Coluna Punta-Taco, por Francis Trennepohl: Marcas de sucesso

Pode ser uma visão puritana e apaixonada demais, mas creio que automobilismo se faz na oficina, nos boxes e na pista, não em camarotes com engravatados tomando uísque e comendo empadinha, e o pior de tudo, em algumas situações interferindo em áreas das quais não entendem, como os regulamentos

 
No último final de semana o belíssimo Autódromo de Guaporé sediou o Festival Brasileiro de Marcas, destinado aos veículos de 1.600cc que disputam os regionais. Mais de 40 carros inscritos com pilotos de diversos estados e grandes disputas. Um sucesso!
 
Na contramão disso, o Gran Turismo indo pro buraco, e não só pelos custos altos, mas especialmente por vaidade de alguns e falta de conhecimento de outros. Era um campeonato belíssimo, com carros “dos sonhos” de qualquer um que goste das quatro rodas, mas que sucumbiu por motivos que poderiam, de certa forma, ser facilmente corrigidos.
 
Pode ser uma visão puritana e apaixonada demais, mas creio que automobilismo se faz na oficina, nos boxes e na pista, não em camarotes com engravatados tomando uísque e comendo empadinha, e o pior de tudo, em algumas situações interferindo em áreas das quais não entendem, como os regulamentos.

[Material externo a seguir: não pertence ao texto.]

#[cfg(test)]
mod tests {
    use super::*;
    use crate::config::Color;
    use crate::selection::Extent;

    /// Everything a presenter can be asked to do.
    #[derive(Debug, Clone, PartialEq)]
    enum Call {
        Render(Selection),
        Pointer(u32, u32, Extent),
        Click(Button),
        Press(Button),
        Release(Button),
        Scroll(Direction),
    }

    /// Record-keeping mock presenter.
    #[derive(Debug)]
    struct RecordingPresenter {
        extent: Extent,
        calls: Vec<Call>,
        fail_render: bool,
    }

    impl RecordingPresenter {
        fn new(width: u32, height: u32) -> Self {
            Self {
                extent: Extent::new(width, height),
                calls: Vec::new(),
                fail_render: false,
            }
        }

        fn renders(&self) -> Vec<Selection> {
            self.calls
                .iter()
                .filter_map(|c| match c {
                    Call::Render(s) => Some(*s),
                    _ => None,
                })
                .collect()
        }
    }

    #[derive(Debug, thiserror::Error)]
    #[error("recorder error")]
    struct RecorderErr;

    impl Presenter for RecordingPresenter {
        type Error = RecorderErr;

        fn output_extent(&self) -> Extent {
            self.extent
        }

        fn render(&mut self, selection: &Selection, _grid: &GridConfig) -> Result<(), RecorderErr> {
            if self.fail_render {
                return Err(RecorderErr);
            }
            self.calls.push(Call::Render(*selection));
            Ok(())
        }

        fn move_pointer(&mut self, x: u32, y: u32, extent: Extent) {
            self.calls.push(Call::Pointer(x, y, extent));
        }

        fn press(&mut self, button: Button) {
            self.calls.push(Call::Press(button));
        }

        fn release(&mut self, button: Button) {
            self.calls.push(Call::Release(button));
        }

        fn scroll(&mut self, direction: Direction) {
            self.calls.push(Call::Scroll(direction));
        }

        fn click(&mut self, button: Button) {
            self.calls.push(Call::Click(button));
        }
    }

    /// A presenter that only implements the required methods.
    #[derive(Debug, Default)]
    struct PlainPresenter {
        buttons: Vec<(Button, bool)>,
    }

    impl Presenter for PlainPresenter {
        type Error = RecorderErr;

        fn output_extent(&self) -> Extent {
            Extent::new(10, 10)
        }

        fn render(&mut self, _: &Selection, _: &GridConfig) -> Result<(), RecorderErr> {
            Ok(())
        }

        fn move_pointer(&mut self, _: u32, _: u32, _: Extent) {}

        fn press(&mut self, button: Button) {
            self.buttons.push((button, true));
        }

        fn release(&mut self, button: Button) {
            self.buttons.push((button, false));
        }

        fn scroll(&mut self, _: Direction) {}
    }

    fn nav() -> Navigator {
        Navigator::new(GridConfig::default(), 0.5, 0.5)
    }

    #[test]
    fn starts_with_full_selection() {
        let n = nav();
        assert_eq!(n.selection(), Selection::FULL);
        assert_eq!(n.depth(), 0);
    }

    #[test]
    fn refresh_aims_then_renders() {
        let n = nav();
        let mut p = RecordingPresenter::new(1920, 1080);
        n.refresh(&mut p).unwrap();
        let extent = Extent::new(1920, 1080);
        assert_eq!(
            p.calls,
            vec![Call::Pointer(960, 540, extent), Call::Render(Selection::FULL)]
        );
    }

    #[test]
    fn every_mutation_redraws() {
        let mut n = nav();
        let mut p = RecordingPresenter::new(100, 100);
        for cmd in [
            Command::Cut(Direction::Left),
            Command::Move(Direction::Right),
            Command::Undo,
            Command::Undo,
            Command::Undo,
        ] {
            assert_eq!(n.apply(cmd, &mut p).unwrap(), Flow::Continue);
        }
        assert_eq!(p.renders().len(), 5);
        assert_eq!(
            p.calls
                .iter()
                .filter(|c| matches!(c, Call::Pointer(..)))
                .count(),
            5
        );
    }

    #[test]
    fn cut_right_then_down_targets_bottom_right_quadrant() {
        let mut n = nav();
        let mut p = RecordingPresenter::new(1920, 1080);
        n.apply(Command::Cut(Direction::Right), &mut p).unwrap();
        n.apply(Command::Cut(Direction::Down), &mut p).unwrap();
        assert_eq!(n.selection(), Selection::new(0.5, 0.5, 0.5, 0.5));
        assert_eq!(
            p.calls.last(),
            Some(&Call::Render(Selection::new(0.5, 0.5, 0.5, 0.5)))
        );
    }

    #[test]
    fn commit_moves_then_clicks_once() {
        let mut n = nav();
        let mut p = RecordingPresenter::new(1920, 1080);
        n.apply(Command::Cut(Direction::Right), &mut p).unwrap();
        n.apply(Command::Cut(Direction::Down), &mut p).unwrap();
        p.calls.clear();

        let flow = n.apply(Command::Click(Button::Left), &mut p).unwrap();
        assert_eq!(flow, Flow::Exit);
        assert_eq!(
            p.calls,
            vec![
                Call::Pointer(1440, 810, Extent::new(1920, 1080)),
                Call::Click(Button::Left),
            ]
        );
    }

    #[test]
    fn right_click_uses_right_button() {
        let mut n = nav();
        let mut p = RecordingPresenter::new(800, 600);
        n.apply(Command::Click(Button::Right), &mut p).unwrap();
        assert_eq!(p.calls.last(), Some(&Call::Click(Button::Right)));
    }

    #[test]
    fn default_click_is_press_then_release() {
        let mut p = PlainPresenter::default();
        p.click(Button::Middle);
        assert_eq!(p.buttons, vec![(Button::Middle, true), (Button::Middle, false)]);
    }

    #[test]
    fn press_and_release_aim_and_keep_running() {
        let mut n = nav();
        let mut p = RecordingPresenter::new(1000, 1000);
        let extent = Extent::new(1000, 1000);
        assert_eq!(
            n.apply(Command::Press(Button::Left), &mut p).unwrap(),
            Flow::Continue
        );
        n.apply(Command::Cut(Direction::Right), &mut p).unwrap();
        assert_eq!(
            n.apply(Command::Release(Button::Left), &mut p).unwrap(),
            Flow::Continue
        );
        assert_eq!(p.calls[0], Call::Pointer(500, 500, extent));
        assert_eq!(p.calls[1], Call::Press(Button::Left));
        assert_eq!(
            &p.calls[p.calls.len() - 2..],
            &[Call::Pointer(750, 500, extent), Call::Release(Button::Left)]
        );
        assert_eq!(n.depth(), 1, "buttons do not touch the history");
    }

    #[test]
    fn scroll_aims_then_scrolls_without_redraw() {
        let mut n = nav();
        let mut p = RecordingPresenter::new(200, 100);
        let flow = n.apply(Command::Scroll(Direction::Down), &mut p).unwrap();
        assert_eq!(flow, Flow::Continue);
        assert_eq!(
            p.calls,
            vec![
                Call::Pointer(100, 50, Extent::new(200, 100)),
                Call::Scroll(Direction::Down),
            ]
        );
    }

    #[test]
    fn apply_all_runs_in_order_and_stops_at_exit() {
        let mut n = nav();
        let mut p = RecordingPresenter::new(100, 100);
        let flow = n
            .apply_all(
                &[
                    Command::Cut(Direction::Left),
                    Command::Release(Button::Left),
                    Command::Quit,
                    Command::Cut(Direction::Up),
                ],
                &mut p,
            )
            .unwrap();
        assert_eq!(flow, Flow::Exit);
        assert_eq!(n.selection(), Selection::new(0.0, 0.0, 0.5, 1.0));
        assert_eq!(p.renders().len(), 1);
        assert_eq!(p.calls.last(), Some(&Call::Release(Button::Left)));
    }

    #[test]
    fn apply_all_continues_without_exit() {
        let mut n = nav();
        let mut p = RecordingPresenter::new(100, 100);
        let cmds = [Command::Cut(Direction::Down), Command::Scroll(Direction::Up)];
        assert_eq!(n.apply_all(&cmds, &mut p).unwrap(), Flow::Continue);
        assert_eq!(n.apply_all(&[], &mut p).unwrap(), Flow::Continue);
    }

    #[test]
    fn apply_all_stops_at_render_failure() {
        let mut n = nav();
        let mut p = RecordingPresenter::new(100, 100);
        p.fail_render = true;
        let cmds = [Command::Cut(Direction::Down), Command::Press(Button::Left)];
        assert!(n.apply_all(&cmds, &mut p).is_err());
        assert!(!p.calls.contains(&Call::Press(Button::Left)));
    }

    #[test]
    fn quit_leaves_pointer_alone() {
        let mut n = nav();
        let mut p = RecordingPresenter::new(800, 600);
        assert_eq!(n.apply(Command::Quit, &mut p).unwrap(), Flow::Exit);
        assert!(p.calls.is_empty());
    }

    #[test]
    fn move_right_pans_by_move_fraction() {
        let mut n = Navigator::new(GridConfig::default(), 0.25, 0.5);
        let mut p = RecordingPresenter::new(1000, 1000);
        n.apply(Command::Cut(Direction::Left), &mut p).unwrap();
        assert_eq!(n.selection(), Selection::new(0.0, 0.0, 0.25, 1.0));
        n.apply(Command::Move(Direction::Right), &mut p).unwrap();
        assert_eq!(n.selection(), Selection::new(0.125, 0.0, 0.25, 1.0));
    }

    #[test]
    fn undo_walks_back_through_history() {
        let mut n = nav();
        let mut p = RecordingPresenter::new(100, 100);
        n.apply(Command::Cut(Direction::Right), &mut p).unwrap();
        let after_first = n.selection();
        n.apply(Command::Cut(Direction::Up), &mut p).unwrap();
        assert_eq!(n.depth(), 2);

        n.apply(Command::Undo, &mut p).unwrap();
        assert_eq!(n.selection(), after_first);
        n.apply(Command::Undo, &mut p).unwrap();
        assert_eq!(n.selection(), Selection::FULL);
        n.apply(Command::Undo, &mut p).unwrap();
        assert_eq!(n.selection(), Selection::FULL);
    }

    #[test]
    fn render_failure_propagates() {
        let mut n = nav();
        let mut p = RecordingPresenter::new(100, 100);
        p.fail_render = true;
        assert!(n.apply(Command::Cut(Direction::Left), &mut p).is_err());
    }

    #[test]
    fn arbitrary_command_sequences_stay_in_unit_square() {
        let script = [
            Command::Cut(Direction::Down),
            Command::Move(Direction::Down),
            Command::Move(Direction::Down),
            Command::Cut(Direction::Right),
            Command::Move(Direction::Right),
            Command::Undo,
            Command::Move(Direction::Right),
            Command::Cut(Direction::Up),
            Command::Move(Direction::Left),
            Command::Move(Direction::Left),
            Command::Move(Direction::Left),
            Command::Move(Direction::Up),
            Command::Undo,
            Command::Move(Direction::Up),
        ];
        let mut n = Navigator::new(GridConfig::default(), 0.3, 0.9);
        let mut p = RecordingPresenter::new(100, 100);
        for cmd in script {
            n.apply(cmd, &mut p).unwrap();
            assert!(n.selection().is_within_unit(1e-9), "{:?} after {}", n.selection(), cmd);
        }
    }

    #[test]
    fn from_config_copies_style() {
        let mut config = Config::default();
        config.grid.size = 4;
        config.grid.inner = Color::from_argb(0x8000_ff00);
        config.cut_fraction = 0.25;
        let n = Navigator::from_config(&config);
        assert_eq!(n.grid().size, 4);
        assert_eq!(n.grid().inner, Color::from_argb(0x8000_ff00));
        let mut p = RecordingPresenter::new(100, 100);
        let mut n = n;
        n.cut(Direction::Left, &mut p).unwrap();
        assert_eq!(n.selection().width, 0.25);
    }
}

Edição de 1984 das Mil Milhas (Foto: Blog das Mil Milhas/Arquivo)
Por diversas vezes fui chamado de “louco”, “sonhador” e outros adjetivos que tinham como finalidade debochar e tripudiar da minha cara, mas os encarei sempre como elogios, pois de fato sou isso, e realmente acredito que é possível fazer automobilismo de forma acessível (barata) e competitiva, sem que os pilotos e preparadores/equipes sejam "estuprados" para poder participar de um campeonato ou de uma prova.
 
Sempre fui fã das Mil Milhas, era uma corrida dos sonhos, com 50, 60, 70 carros inscritos, das mais diversas categorias, pilotos famosos e de fundo de garagem dividindo a mesma curva, público lotando Interlagos e muita mídia. Aí resolveram alguns anos atrás que Voyage, Chevette, Opala, Passat e outros nacionais eram “perigosos” para os possantes importados/engomados, cujos pilotos não queriam correr o risco de ter uma porta amassada por um Chevettão e nos boxes ouvir a famosa frase “cada um paga o seu”. Resultado: as Mil Milhas viraram piada, corrida para nem meia dúzia de carros! 
 
O formato do Festival Brasileiro de Marcas comprova isso, bem como as Mil Milhas de antigamente: o que não falta é gente louca para colocar um macacão e acelerar, realizar um sonho, brincar de ser feliz, mas dentro de uma realidade compatível com a atual situação financeira do país.
 
E pra fechar: não tenho nenhuma estatística oficial, mas um dos segredos para qualquer campeonato ter sucesso é a diversidade de marcas e modelos competindo entre si, e melhor ainda se tiver o apoio das montadoras, como é o caso da F-Truck, um exemplo a ser seguido!